Escrito a vuelapluma: los ritos son más importante de lo que parecen y, por eso, cuando se cumplen, se notan  las ausencias. Hoy me casé en Madrid, rodeada de amigos y una parte de la familia, pero faltaba otra parte. El día amaneció soleado, casi primaveral. Estábamos contentos y comimos mucho, como siempre en las bodas. Los fumadores salíamos a fumar, con la vista del cielo de Madrid, justamente famoso por su azul. "Azul velazqueano" dicen los entendidos. Los ritos también son extraños: en las celebraciones, como la de hoy, uno echa de menos a los que están lejos; en los duelos, como la muerte de los padres, es uno el que está radicalmente ausente, si está irreparablemente lejos. En cierta forma, no haber estado en esas despedidas, vuelve la muerte de los seres queridos un asunto más abstracto. Pero no quería hablar de la muerte. Hoy ha sido un día de celebración. Y quería compartirlo en este breve espacio.

jueves, 16 de febrero de 2012

Almendra y las Malvinas

La muchacha ojos de papel, pequeños pies, fue la banda sonora de mi adolescencia. Resulta raro que esa melodía melancólica encajara con los primeros y turbulentos años setenta. De hecho, fue cruzada o copada por otras canciones y la banda sonora ya fue otra: los Quilapayún, Mercedes Sola, los Olimareños, y Daniel Viglietti que nos animaba a desalambrar, que la tierra es nuestra, es tuya y de aquél. ¿Hubo quizá algo incompatible entre el espíritu libre, eléctrico y rocanrolero de Spinetta y el espíritu sectario y dogmático de la militancia extra juvenil de aquellos años? Más de una década después llegaría Charlie y sus dinosaurios y los muchachos del barrio que pueden desaparecer. Pero eso ya es otra historia.
 Con la muerte de Spinetta leo en muchos blogs recuerdos personales de los años setenta, ochenta y noventa, y resulta evidente que fue la banda sonora de épocas muy diferentes y de más de una generación.

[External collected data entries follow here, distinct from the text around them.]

//! Schedule data repository.

use entity::sea_orm_active_enums::ScheduleStatus;
use sea_orm::{ActiveEnum, ColumnTrait, DatabaseConnection, DbErr, EntityTrait, QueryFilter};

use crate::server::model::schedule::Schedule;

/// Repository providing database operations for schedules.
pub struct ScheduleRepository<'a> {
    db: &'a DatabaseConnection,
}

impl<'a> ScheduleRepository<'a> {
    pub fn new(db: &'a DatabaseConnection) -> Self {
        Self { db }
    }

    /// Finds a schedule by id.
    ///
    /// # Returns
    /// - `Ok(Some(Schedule))` - Schedule found
    /// - `Ok(None)` - No schedule with that id
    /// - `Err(DbErr)` - Database error during query
    pub async fn find_by_id(&self, id: &str) -> Result<Option<Schedule>, DbErr> {
        let entity = entity::prelude::Schedule::find_by_id(id.to_string())
            .one(self.db)
            .await?;

        Ok(entity.map(Schedule::from_entity))
    }

    /// Moves a schedule from one status to another.
    ///
    /// The row is only written while it still holds `from`, so concurrent transitions of the
    /// same schedule cannot both apply.
    ///
    /// # Arguments
    /// - `id` - Id of the schedule
    /// - `from` - Status the schedule must currently have
    /// - `to` - New status
    ///
    /// # Returns
    /// - `Ok(true)` - Status updated
    /// - `Ok(false)` - No schedule with that id holds `from`
    /// - `Err(DbErr)` - Database error during update
    pub async fn transition_status(
        &self,
        id: &str,
        from: ScheduleStatus,
        to: ScheduleStatus,
    ) -> Result<bool, DbErr> {
        let result = entity::prelude::Schedule::update_many()
            .filter(entity::schedule::Column::Id.eq(id))
            .filter(entity::schedule::Column::Status.eq(from.to_value()))
            .col_expr(
                entity::schedule::Column::Status,
                sea_orm::sea_query::Expr::value(to.to_value()),
            )
            .exec(self.db)
            .await?;

        Ok(result.rows_affected > 0)
    }
}
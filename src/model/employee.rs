use chrono::{DateTime, Utc};
use serde::{Deserialize, Serialize};
use utoipa::ToSchema;

#[derive(Debug, Clone, PartialEq, Serialize, Deserialize, ToSchema)]
pub struct EmployeeDto {
    pub id: String,
    pub name: String,
    pub email: String,
    pub created_at: DateTime<Utc>,
}
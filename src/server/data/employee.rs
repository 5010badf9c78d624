//! Employee data repository.

use sea_orm::{DatabaseConnection, DbErr, EntityTrait};

use crate::server::model::employee::Employee;

/// Repository providing read access to back-office employees.
pub struct EmployeeRepository<'a> {
    db: &'a DatabaseConnection,
}

impl<'a> EmployeeRepository<'a> {
    pub fn new(db: &'a DatabaseConnection) -> Self {
        Self { db }
    }

    /// Finds an employee by id.
    ///
    /// # Returns
    /// - `Ok(Some(Employee))` - Employee found
    /// - `Ok(None)` - No employee with that id
    /// - `Err(DbErr)` - Database error during query
    pub async fn find_by_id(&self, id: &str) -> Result<Option<Employee>, DbErr> {
        let entity = entity::prelude::Employee::find_by_id(id.to_string())
            .one(self.db)
            .await?;

        Ok(entity.map(Employee::from_entity))
    }
}
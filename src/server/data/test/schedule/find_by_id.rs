use super::*;

/// Tests finding an existing schedule by id.
///
/// Expected: Ok(Some(Schedule)) with matching references and status
#[tokio::test]
async fn finds_existing_schedule() -> Result<(), DbErr> {
    let test = TestBuilder::new()
        .with_schedule_tables()
        .build()
        .await
        .unwrap();
    let db = test.db.as_ref().unwrap();

    let (user, address, diarist, created) =
        factory::helpers::create_schedule_with_dependencies(db).await?;

    let repo = ScheduleRepository::new(db);
    let schedule = repo.find_by_id(&created.id).await?.unwrap();

    assert_eq!(schedule.user_id, user.id);
    assert_eq!(schedule.diarist_id, diarist.id);
    assert_eq!(schedule.address_id, address.id);
    assert_eq!(schedule.status, ScheduleStatus::Active);

    Ok(())
}

/// Tests querying for a non-existent schedule.
///
/// Expected: Ok(None)
#[tokio::test]
async fn returns_none_for_nonexistent_schedule() -> Result<(), DbErr> {
    let test = TestBuilder::new()
        .with_schedule_tables()
        .build()
        .await
        .unwrap();
    let db = test.db.as_ref().unwrap();

    let repo = ScheduleRepository::new(db);

    assert!(repo.find_by_id("missing").await?.is_none());

    Ok(())
}
//! Schedule domain models and cancellation parameters.

use chrono::{DateTime, Utc};
use entity::sea_orm_active_enums::ScheduleStatus;

use crate::model::schedule::{ScheduleDto, ScheduleStatusDto};

/// Booking of a diarist by a user at one of the user's addresses.
#[derive(Debug, Clone, PartialEq)]
pub struct Schedule {
    pub id: String,
    pub user_id: String,
    pub diarist_id: String,
    pub address_id: String,
    pub date: DateTime<Utc>,
    /// Price in cents.
    pub price: i32,
    pub status: ScheduleStatus,
}

impl Schedule {
    pub fn into_dto(self) -> ScheduleDto {
        ScheduleDto {
            id: self.id,
            user_id: self.user_id,
            diarist_id: self.diarist_id,
            address_id: self.address_id,
            date: self.date,
            price: self.price,
            status: status_into_dto(self.status),
        }
    }

    pub fn from_entity(entity: entity::schedule::Model) -> Self {
        Self {
            id: entity.id,
            user_id: entity.user_id,
            diarist_id: entity.diarist_id,
            address_id: entity.address_id,
            date: entity.date,
            price: entity.price,
            status: entity.status,
        }
    }
}

fn status_into_dto(status: ScheduleStatus) -> ScheduleStatusDto {
    match status {
        ScheduleStatus::Active => ScheduleStatusDto::Active,
        ScheduleStatus::Working => ScheduleStatusDto::Working,
        ScheduleStatus::Canceled => ScheduleStatusDto::Canceled,
        ScheduleStatus::Done => ScheduleStatusDto::Done,
    }
}

/// Parameters for a user canceling one of their schedules.
#[derive(Debug, Clone)]
pub struct CancelScheduleParam {
    pub schedule_id: String,
    /// Id of the authenticated user requesting the cancellation.
    pub user_id: String,
}
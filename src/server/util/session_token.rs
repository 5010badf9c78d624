//! Signed session tokens.
//!
//! Sessions are stateless HS256 JWTs. The subject (`sub`) is the id of the authenticated
//! principal and the audience (`aud`) names the principal kind, so a token minted for a
//! diarist can never authenticate as a user or employee with the same id.

use chrono::Utc;
use jsonwebtoken::{Algorithm, DecodingKey, EncodingKey, Header, Validation};
use serde::{Deserialize, Serialize};

use crate::server::error::{auth::AuthError, internal::InternalError, AppError};

/// Claims carried by every session token.
#[derive(Debug, Clone, PartialEq, Serialize, Deserialize)]
pub struct SessionClaims {
    /// Id of the authenticated principal.
    pub sub: String,
    /// Principal kind the token was issued for.
    pub aud: String,
    /// Issued at, seconds since the Unix epoch.
    pub iat: i64,
    /// Expiry, seconds since the Unix epoch.
    pub exp: i64,
}

/// Signs and verifies session tokens with a shared secret.
///
/// Cheap to clone; the keys are plain byte buffers.
#[derive(Clone)]
pub struct SessionTokenService {
    encoding_key: EncodingKey,
    decoding_key: DecodingKey,
    ttl_seconds: i64,
}

impl SessionTokenService {
    /// Creates a new SessionTokenService.
    ///
    /// # Arguments
    /// - `secret` - HMAC secret shared by every service that verifies these tokens
    /// - `ttl_seconds` - Lifetime of newly signed tokens
    pub fn new(secret: &[u8], ttl_seconds: i64) -> Self {
        Self {
            encoding_key: EncodingKey::from_secret(secret),
            decoding_key: DecodingKey::from_secret(secret),
            ttl_seconds,
        }
    }

    /// Signs a token for the given principal.
    ///
    /// # Arguments
    /// - `subject` - Id of the principal
    /// - `audience` - Principal kind, see `Principal::AUDIENCE`
    ///
    /// # Returns
    /// - `Ok(String)` - Encoded token
    /// - `Err(AppError::InternalErr(TokenSigning))` - Encoding failed
    pub fn sign(&self, subject: &str, audience: &str) -> Result<String, AppError> {
        let now = Utc::now().timestamp();

        self.encode(&SessionClaims {
            sub: subject.to_string(),
            aud: audience.to_string(),
            iat: now,
            exp: now + self.ttl_seconds,
        })
    }

    /// Verifies the signature, expiry and audience of a token and decodes its claims.
    ///
    /// # Arguments
    /// - `token` - Encoded token taken from the request
    /// - `audience` - Principal kind the caller expects
    ///
    /// # Returns
    /// - `Ok(SessionClaims)` - Token is valid for the audience
    /// - `Err(AuthError::InvalidToken)` - Bad signature, expired, malformed, or wrong audience
    pub fn verify(&self, token: &str, audience: &str) -> Result<SessionClaims, AuthError> {
        let mut validation = Validation::new(Algorithm::HS256);
        validation.set_audience(&[audience]);
        validation.set_required_spec_claims(&["exp", "sub", "aud"]);

        let data = jsonwebtoken::decode::<SessionClaims>(token, &self.decoding_key, &validation)
            .map_err(AuthError::InvalidToken)?;

        Ok(data.claims)
    }

    fn encode(&self, claims: &SessionClaims) -> Result<String, AppError> {
        let token = jsonwebtoken::encode(&Header::new(Algorithm::HS256), claims, &self.encoding_key)
            .map_err(InternalError::TokenSigning)?;

        Ok(token)
    }
}
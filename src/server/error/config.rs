use thiserror::Error;

#[derive(Error, Debug)]
pub enum ConfigError {
    /// Required environment variable is not set.
    ///
    /// The application requires this environment variable to be defined. Check the
    /// `.env.example` file for required configuration variables.
    #[error("Missing required environment variable: {0}")]
    MissingEnvVar(String),

    /// Environment variable is set but its value cannot be used.
    #[error("Invalid value '{value}' for environment variable {name}: {reason}")]
    InvalidEnvVar {
        name: String,
        value: String,
        reason: String,
    },
}
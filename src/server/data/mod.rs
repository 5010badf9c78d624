//! Database repository layer for all domain entities.
//!
//! This module contains repository structs that handle database operations for each
//! domain in the application. Repositories use SeaORM entity models internally and return
//! domain models to keep the entity types out of the business logic layer.

pub mod diarist;
pub mod employee;
pub mod schedule;
pub mod user;
pub mod user_address;
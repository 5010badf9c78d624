//! Diarist factory for creating household worker entities.

use crate::factory::helpers::{next_id, next_string_id};
use chrono::Utc;
use sea_orm::{ActiveModelTrait, ActiveValue, DatabaseConnection, DbErr};

/// Factory for creating test diarists with customizable fields.
///
/// # Example
///
/// ```rust,ignore
/// let diarist = DiaristFactory::new(&db)
///     .avatar("http://localhost:3333/files/avatar/old.png")
///     .build()
///     .await?;
/// ```
pub struct DiaristFactory<'a> {
    db: &'a DatabaseConnection,
    id: String,
    name: String,
    email: String,
    avatar: Option<String>,
}

impl<'a> DiaristFactory<'a> {
    /// Creates a new DiaristFactory with default values.
    ///
    /// Defaults:
    /// - id: `"diarist-{n}"`
    /// - name: `"Diarist {n}"`
    /// - email: `"diarist{n}@example.com"`
    /// - avatar: `None`
    pub fn new(db: &'a DatabaseConnection) -> Self {
        let n = next_id();
        Self {
            db,
            id: next_string_id("diarist"),
            name: format!("Diarist {}", n),
            email: format!("diarist{}@example.com", n),
            avatar: None,
        }
    }

    pub fn id(mut self, id: impl Into<String>) -> Self {
        self.id = id.into();
        self
    }

    pub fn name(mut self, name: impl Into<String>) -> Self {
        self.name = name.into();
        self
    }

    pub fn avatar(mut self, avatar: impl Into<String>) -> Self {
        self.avatar = Some(avatar.into());
        self
    }

    /// Builds and inserts the diarist entity into the database.
    pub async fn build(self) -> Result<entity::diarist::Model, DbErr> {
        entity::diarist::ActiveModel {
            id: ActiveValue::Set(self.id),
            name: ActiveValue::Set(self.name),
            email: ActiveValue::Set(self.email),
            avatar: ActiveValue::Set(self.avatar),
            created_at: ActiveValue::Set(Utc::now()),
        }
        .insert(self.db)
        .await
    }
}

/// Creates a diarist with default values.
pub async fn create_diarist(db: &DatabaseConnection) -> Result<entity::diarist::Model, DbErr> {
    DiaristFactory::new(db).build().await
}
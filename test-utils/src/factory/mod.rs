//! Factory methods for creating test data.
//!
//! This module provides factory methods for creating test entities with sensible defaults,
//! reducing boilerplate in tests. Each entity has its own factory module with both a
//! `Factory` struct for customization and a `create_*` convenience function for quick
//! default creation.
//!
//! # Basic Usage
//!
//! ```rust,ignore
//! use test_utils::factory;
//!
//! #[tokio::test]
//! async fn test_example() -> Result<(), sea_orm::DbErr> {
//!     let db = /* ... */;
//!
//!     // Create with defaults
//!     let user = factory::user::create_user(&db).await?;
//!     let address = factory::user_address::create_address(&db, &user.id).await?;
//!
//!     // Create a schedule with every record it references
//!     let (user, address, diarist, schedule) =
//!         factory::helpers::create_schedule_with_dependencies(&db).await?;
//!
//!     Ok(())
//! }
//! ```
//!
//! # Customization
//!
//! ```rust,ignore
//! let schedule = factory::schedule::ScheduleFactory::new(&db, &user.id, &diarist.id, &address.id)
//!     .status(ScheduleStatus::Working)
//!     .build()
//!     .await?;
//! ```

pub mod diarist;
pub mod employee;
pub mod helpers;
pub mod schedule;
pub mod user;
pub mod user_address;

pub use diarist::create_diarist;
pub use employee::create_employee;
pub use schedule::create_schedule;
pub use user::create_user;
pub use user_address::create_address;
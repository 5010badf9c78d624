//! Message-queue publishing.
//!
//! Events for other services are published to Kafka through a REST proxy speaking the
//! Confluent v2 JSON embedded format. Without a configured proxy the disabled producer is
//! used and events are only logged.

use async_trait::async_trait;
use reqwest::header::CONTENT_TYPE;
use serde::Serialize;
use url::Url;

use crate::server::{error::AppError, util};

/// Content type for JSON records accepted by the Kafka REST proxy.
pub const KAFKA_JSON_CONTENT_TYPE: &str = "application/vnd.kafka.json.v2+json";

/// Publishes messages to a topic.
#[async_trait]
pub trait EventProducer: Send + Sync {
    async fn send(&self, topic: &str, messages: &[serde_json::Value]) -> Result<(), AppError>;
}

#[derive(Debug, Serialize)]
struct ProduceRequest<'a> {
    records: Vec<ProduceRecord<'a>>,
}

#[derive(Debug, Serialize)]
struct ProduceRecord<'a> {
    value: &'a serde_json::Value,
}

impl<'a> ProduceRequest<'a> {
    fn new(messages: &'a [serde_json::Value]) -> Self {
        Self {
            records: messages
                .iter()
                .map(|value| ProduceRecord { value })
                .collect(),
        }
    }
}

/// Producer posting records to `<base_url>/topics/<topic>`.
pub struct KafkaRestProducer {
    client: reqwest::Client,
    base_url: Url,
}

impl KafkaRestProducer {
    /// Creates a producer for a proxy base URL, see `util::url::parse_base_url`.
    pub fn new(client: reqwest::Client, base_url: Url) -> Self {
        Self { client, base_url }
    }
}

#[async_trait]
impl EventProducer for KafkaRestProducer {
    async fn send(&self, topic: &str, messages: &[serde_json::Value]) -> Result<(), AppError> {
        let url = util::url::join(&self.base_url, &format!("topics/{}", topic))?;

        self.client
            .post(url)
            .header(CONTENT_TYPE, KAFKA_JSON_CONTENT_TYPE)
            .json(&ProduceRequest::new(messages))
            .send()
            .await?
            .error_for_status()?;

        tracing::debug!("Published {} message(s) to {}", messages.len(), topic);

        Ok(())
    }
}

/// Producer used when no proxy is configured.
pub struct DisabledProducer;

#[async_trait]
impl EventProducer for DisabledProducer {
    async fn send(&self, topic: &str, messages: &[serde_json::Value]) -> Result<(), AppError> {
        tracing::info!(
            "Event publishing disabled, dropping {} message(s) for {}",
            messages.len(),
            topic
        );

        Ok(())
    }
}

En mi memoria personal (subjetiva como todas las memorias personales) era una especie de recuerdo silenciado. Y en la memoria colectiva que brota en muchos artículos que leo estos días, Spinetta era o es un recuerdo encendido, vivo, compartido.
Justamente, el tema de la memoria colectiva está hoy muy traído y llevado a propósito de otro tema: la disputa por las Malvinas. Primeras planas de los periódicos y un insólito consenso. Parece que el patrioterismo no tiene fronteras K o anti K y todos esperan réditos de agitar esa bandera fraudulenta. Como sino hubiese sido suficiente con una estúpida guerra, parece que ahora todos quieren montar otra.
Si con la muerte de Spinetta brota una memoria lúcida, con el retorno del fantasma de las Malvinas vuelve una memoria ominosa: ¿vamos a retroceder al delirio sanguinario del 82? En estos tiempos de crisis del euro, me imagino a Cristina y a Cameron en el último G20, poniéndose de acuerdo para soltar el toro de la patria y aliviar presión frente al tándem diabólico USA/ Euro...esperemos que la cosa no pase de la pura fantochada.